Yasada, iptal davasının iyiniyetli üçüncü şahısların haklarını ihlal etmiyeceği belirtildiğinden lehine borçlunun tasarruf yaptığı kişi dava konusu malı, iyiniyetli (yani tasarrufun iptal davasının konusu olduğunu bilmeyen) bir üçüncü kişiye devretmişse, bu kişi aleyhine dava açılamaz. Ancak bu şahıs kötüniyetli ise, aleyhine dava açılabilir.

IV. İPTAL DAVASININ SONUÇLARI
İptal isteminin kabul edilmesi halinde, dava konusu tasarrufun tümünün değil, takip konusu alacak miktarı ile sınırlı olarak iptaline karar verilmesi gerekir.


İptal davasının, davacı lehine sonuçlanması halinde, dava konusunu taşınır mal teşkil ediyorsa, alacaklı aldığı kararı asıl takip dosyasına ibraz ederek, sözkonusu malın haczini talep eder.

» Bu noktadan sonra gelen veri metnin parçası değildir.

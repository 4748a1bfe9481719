//! Trace data structures

use serde::{Deserialize, Serialize};

/// One recorded step evaluation
#[derive(Debug, Clone, Serialize, Deserialize)]
pub struct TraceEntry {
    /// Capability name of the step
    pub name: String,

    /// Step alias, if the definition carried one
    #[serde(skip_serializing_if = "Option::is_none")]
    pub alias: Option<String>,

    /// Start time, epoch milliseconds
    pub started: i64,

    /// Wall-clock duration of the evaluation
    #[serde(skip_serializing_if = "Option::is_none")]
    pub duration_ms: Option<i64>,

    /// Evaluation outcome (boolean for triggers/conditions, control-flow
    /// outcome for actions, null for variables)
    #[serde(skip_serializing_if = "Option::is_none")]
    pub value: Option<serde_json::Value>,

    /// Error message when the evaluation failed
    #[serde(skip_serializing_if = "Option::is_none")]
    pub error: Option<String>,

    /// Nested scope recorded by a composite action's branch; boxed to keep
    /// the mutually recursive entry/children pair finite-size
    #[serde(skip_serializing_if = "Option::is_none")]
    pub children: Option<Box<TraceChildren>>,
}

impl TraceEntry {
    /// Create an entry with a start timestamp and nothing else recorded yet
    pub fn new(name: impl Into<String>, alias: Option<String>, started: i64) -> Self {
        Self {
            name: name.into(),
            alias,
            started,
            duration_ms: None,
            value: None,
            error: None,
            children: None,
        }
    }
}

/// Ordered per-kind entries recorded within one scope
#[derive(Debug, Clone, Default, Serialize, Deserialize)]
pub struct TraceChildren {
    #[serde(default, skip_serializing_if = "Vec::is_empty")]
    pub variables: Vec<TraceEntry>,

    #[serde(default, skip_serializing_if = "Vec::is_empty")]
    pub triggers: Vec<TraceEntry>,

    #[serde(default, skip_serializing_if = "Vec::is_empty")]
    pub conditions: Vec<TraceEntry>,

    #[serde(default, skip_serializing_if = "Vec::is_empty")]
    pub actions: Vec<TraceEntry>,

    #[serde(default, skip_serializing_if = "Option::is_none")]
    pub result: Option<TraceEntry>,
}

impl TraceChildren {
    /// Whether nothing was recorded in this scope
    pub fn is_empty(&self) -> bool {
        self.variables.is_empty()
            && self.triggers.is_empty()
            && self.conditions.is_empty()
            && self.actions.is_empty()
            && self.result.is_none()
    }
}

/// The finished trace of one automation run
#[derive(Debug, Clone, Serialize, Deserialize)]
pub struct ExecutionTrace {
    /// Automation alias (or id) the run belongs to
    pub alias: String,

    /// Run start, epoch milliseconds
    pub started: i64,

    /// Run finish, epoch milliseconds
    #[serde(skip_serializing_if = "Option::is_none")]
    pub finished: Option<i64>,

    #[serde(default, skip_serializing_if = "Vec::is_empty")]
    pub variables: Vec<TraceEntry>,

    #[serde(default, skip_serializing_if = "Vec::is_empty")]
    pub triggers: Vec<TraceEntry>,

    #[serde(default, skip_serializing_if = "Vec::is_empty")]
    pub conditions: Vec<TraceEntry>,

    #[serde(default, skip_serializing_if = "Vec::is_empty")]
    pub actions: Vec<TraceEntry>,

    #[serde(default, skip_serializing_if = "Option::is_none")]
    pub result: Option<TraceEntry>,
}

Mal üçüncü şahsın elinde bulunamadığı takdirde, malın değeri haciz yoluyla üçüncü şahıstan tahsil edilir.

Dava konusu taşınmaz mal ise, alacaklı davalı üçüncü şahsın üzerindeki kaydın düzeltilmesine gerek kalmaksızın sözkonusu taşınmazın haczi ile satışını talep edebilir.
Davanın konusu rehin veya ipotek hakkı ise, alacaklı dava konusu malı bu rehin veya ipotek yokmuş gibi sattırabilir.

Davalı üçüncü şahıs, dava neticeleninceye kadar malları elinden çıkartmışsa, iptal davası bu malların yerine geçen değere ilişkin olur. Bu durumda davalı üçüncü şahıs, malın değeri veya alacak tutarından hangisi daha az ise o miktarda tazminata mahkum olur. Bu durumda davacı alacaklı aldığı kararı doğrudan doğruya icraya koyabilir.

Bunun dışındaki tüm durumlarda alacaklı kararı, yeni bir takip yapmaksızın aynı takip dosyasından ve kararın kesinleşmesini de beklemeksizin icraya koyabilir.

Dava konusu malın satış bedelinden, ilk olarak davacı alacaklının alacağı ödenir, geriye bir şey kaldığı takdirde, artan kısım borçluya değil davalı üçüncü şahsa ödenir.

Muhip Şeyda IŞIKTAÇ

"İnşallah"derse Yakaran..."İnşa" eder YARADAN.